Saturday, September 20, 2008

panduan main internet

testing

Tentang Selatpanjang

Feature: Ketika Kebun Sagu Terancam Jadi HTI
By : RIAU TODAY

''Kemana Lagi Kami Akan Menggantungkan Hidup?''
Laporan Kartini Fattach Alamat Email inidilindungi dari bot spam,
Anda Harus Mengaktifkan Javascript Untuk Melihatnya SELATPANJANG--Julukan kota sagu bagi Selatpanjang, Kecamatan Tebingtinggi, Kabupaten Bengkalis, terancam tinggal kenangan. Daerah penghasil ;sagu terbesar di Indonesia dengan produksi sagu basah 500 ton per bulan itu, terancam jadi kawasan Hutan Tanaman Industri (HTI). Bagaimana nasib masyarakat yang kebun-kebunnya tercaplok HTI?
Ketenangan puluhan ribu warga desa di timur Pulau Tebingtinggi, tiba-tiba saja terusik. Ini terjadi setelah adanya kabar, desa tempat mereka menetap secara turun-temurun nyaris seabad itu, bakal berubah jadi Hutan Tanaman Industri (HTI).

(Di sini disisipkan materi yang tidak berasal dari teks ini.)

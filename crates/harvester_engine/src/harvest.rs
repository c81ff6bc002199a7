use std::sync::atomic::{AtomicU64, Ordering};
use std::sync::Arc;

use engine_logging::{engine_debug, engine_trace};
use harvester_core::{
    update, CompletionReason, DedupLedger, Effect, HarvestState, Msg, Phase, ScrollReport,
};
use tokio_util::sync::CancellationToken;

use crate::advancer::ScrollAdvancer;
use crate::extractor::extract_rows;
use crate::sink::{LogProgressSink, ProgressSink};
use crate::{
    DriverError, HarvestError, HarvestEvent, HarvestOutcome, HarvestSettings, PageDriver,
};

/// Drives extraction, deduplication and scrolling until the table is exhausted,
/// the safety ceiling is hit, or the run is cancelled.
///
/// One harvest owns the page for its whole duration: every driver call is
/// awaited before the next is issued, so rows are never read against a scroll
/// that has not landed yet.
pub struct Harvester {
    settings: HarvestSettings,
    sink: Arc<dyn ProgressSink>,
    cancel: CancellationToken,
}

impl Harvester {
    pub fn new(settings: HarvestSettings) -> Self {
        Self {
            settings,
            sink: Arc::new(LogProgressSink),
            cancel: CancellationToken::new(),
        }
    }

    pub fn with_sink(mut self, sink: Arc<dyn ProgressSink>) -> Self {
        self.sink = sink;
        self
    }

    pub fn with_cancellation(mut self, cancel: CancellationToken) -> Self {
        self.cancel = cancel;
        self
    }

    pub fn settings(&self) -> &HarvestSettings {
        &self.settings
    }

    /// Harvest every row the table at `table_selector` exposes.
    ///
    /// `target_count_hint` only feeds progress percentages. Transient driver
    /// failures skip the affected step; any other failure aborts with the
    /// records accepted so far.
    pub async fn harvest<D>(
        &self,
        driver: &D,
        table_selector: &str,
        target_count_hint: Option<u64>,
    ) -> Result<HarvestOutcome, HarvestError>
    where
        D: PageDriver + ?Sized,
    {
        let mut ledger = DedupLedger::new();
        let mut state = HarvestState::new(self.settings.policy);
        if let Some(hint) = target_count_hint {
            state = update(state, Msg::TargetHintDetected(hint)).0;
        }
        self.sink.emit(HarvestEvent::Started {
            table_selector: table_selector.to_owned(),
            target_count_hint: state.target_count_hint(),
        });

        if let Err(err) = focus_table(driver, table_selector).await {
            self.absorb(err, 0).map_err(|source| failure(source, DedupLedger::new(), 0))?;
        }

        let mut advancer = ScrollAdvancer::new(table_selector, next_marker_token());
        if let Err(err) = advancer.prepare(driver).await {
            self.absorb(err, 0).map_err(|source| failure(source, DedupLedger::new(), 0))?;
        }

        loop {
            if self.cancel.is_cancelled() {
                state = update(state, Msg::CancelRequested).0;
            }
            if let Phase::Done(reason) = state.phase() {
                return Ok(self.finish(ledger, &state, reason));
            }

            let round = state.round_index() + 1;
            engine_logging::set_round(round);

            let candidates = match extract_rows(driver, table_selector).await {
                Ok(candidates) => candidates,
                Err(err) => {
                    if let Err(source) = self.absorb(err, round) {
                        return Err(failure(source, ledger, round));
                    }
                    Vec::new()
                }
            };
            let offered = candidates.len();
            let fresh = ledger.accept_all(candidates);
            engine_trace!("{offered} rows rendered, {fresh} new, {} total", ledger.size());

            let scroll = match advancer.advance(driver).await {
                Ok(report) => report,
                Err(err) => {
                    if let Err(source) = self.absorb(err, round) {
                        return Err(failure(source, ledger, round));
                    }
                    ScrollReport::Skipped
                }
            };
            engine_debug!("scroll {scroll:?}");

            let (next, effects) = update(
                state,
                Msg::RoundObserved {
                    accepted_total: ledger.size(),
                    scroll,
                },
            );
            state = next;

            for effect in effects {
                match effect {
                    Effect::ReportProgress(view) => self.sink.emit(HarvestEvent::Progress(view)),
                    Effect::Finish { reason } => return Ok(self.finish(ledger, &state, reason)),
                    Effect::Settle => {
                        if let Err(err) = self.settle(driver).await {
                            if let Err(source) = self.absorb(err, round) {
                                return Err(failure(source, ledger, round));
                            }
                        }
                    }
                }
            }
        }
    }

    /// Swallow a transient failure as a skipped step; hand back a fatal one.
    fn absorb(&self, err: DriverError, round: u64) -> Result<(), DriverError> {
        if !err.is_transient() {
            return Err(err);
        }
        self.sink.emit(HarvestEvent::RoundSkipped { round, error: err });
        Ok(())
    }

    async fn settle<D>(&self, driver: &D) -> Result<(), DriverError>
    where
        D: PageDriver + ?Sized,
    {
        tokio::select! {
            res = driver.wait_for(self.settings.settle_delay) => res,
            () = self.cancel.cancelled() => Ok(()),
        }
    }

    fn finish(
        &self,
        ledger: DedupLedger,
        state: &HarvestState,
        reason: CompletionReason,
    ) -> HarvestOutcome {
        engine_logging::set_round(0);
        self.sink.emit(HarvestEvent::Finished {
            reason,
            accepted: ledger.size(),
            rounds: state.round_index(),
        });
        HarvestOutcome {
            records: ledger.into_records(),
            reason,
            rounds: state.round_index(),
            target_count_hint: state.target_count_hint(),
        }
    }
}

fn failure(source: DriverError, ledger: DedupLedger, round: u64) -> HarvestError {
    engine_logging::set_round(0);
    HarvestError::Driver {
        source,
        partial: ledger.into_records(),
        round,
    }
}

/// Some widgets only react to scrolling once the table has focus.
async fn focus_table<D>(driver: &D, table_selector: &str) -> Result<(), DriverError>
where
    D: PageDriver + ?Sized,
{
    if let Some(table) = driver.query_selector(table_selector).await? {
        driver.click(&table).await?;
    }
    Ok(())
}

fn next_marker_token() -> String {
    static RUNS: AtomicU64 = AtomicU64::new(0);
    let run = RUNS.fetch_add(1, Ordering::Relaxed) + 1;
    format!("{}-{run}", std::process::id())
}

Tidak ada angin tak ada hujan, ibarat disambar petir, tahu-tahu desa tempat mereka tinggal sudah dikeluarkan izin HTI. Padahal tidak pernah ada sepucuk suratpun pemberitahuan apalagi sosialisasi kepada warga, minimal aparatur pemerintahan setempat seperti Kepala Desa, dan Lembaga Pemberdayaan Masyarakat (LPM), bahwa desa tempat mereka beranak-pinak bakal ada aktivitas HTI. Tak tenang dengan kabar yang tak mengenakkan hati itu, warga melalui Forum Komunikasi Kepala Desa (FKKD) Kecamatan Tebingtinggi, mencari tahu apakah benar desa mereka akan kemasukan HTI. Dengan sedaya upaya, akhirnya FKKD yang beranggotakan 12 Kepala Desa (Kades) se-Kecamatan Tebingtinggi, memperoleh berkas-berkas perusahaan termasuk kawasan yang akan dijadikan HTI. Demi melihat peta kawasan HTI yang diberikan kepada PT Lestari Unggul Makmur itu, warga makin tak tenang. Pasalnya, dalam izin seluas 10.390 hektar itu, kawasan hutan diperkirakan hanya 30 persennya saja. Sedangkan 70 persen lagi, saat ini adalah lahan masyarakat yang sudah ditanami beragam tanaman perkebunan, seperti sagu, kelapa dan karet. Untuk tanaman sagu, bahkan kawasan Timur Pulau Tebingtinggi ini tercatat sebagai penghasil sagu terbesar di Indonesia, dengan produksi sekitar 500 ton per bulan. Produksi berupa sagu basah ini dikirim ke Cirebon, untuk kemudian di olah menjadi beragam panganan. Dari peta yang diperoleh masyarakat, juga tergambar bahwa kawasan izin HTI yang diberikan telah mencaplok kebun masyarakat tujuh desa. Desa-desa dimaksud diantaranya Desa Nipah Sendanu, Sungai Tohor, Lukun, Tanjung Sari, Tanjung Gadai, Teluk Buntal dan Kepau Baru. Mendapati kondisi ini, kecurigaan warga kian bertambah. Alhasil setiap ada kapal berlabuh di dermaga Harapan Baru, yang merupakan gerbang masuk daerah tersebut, puluhan pasang mata siap mengintai gerak-gerik orang asing yang turun dari kapal. Alergi terhadap kedatangan orang asing ke pulau tersebut sebenarnya bukanlah karaterisktik dari masyarakat Melayu di pulau yang tentram tersebut. Apalagi dari dulu, masyarakat Melayu dikenal ramah dan santun pada setiap tamu datang. Namun karakteristik warga yang ramah itu mulai berubah drastis, jadi lebih peka dan berhati-hati terhadap orang asing.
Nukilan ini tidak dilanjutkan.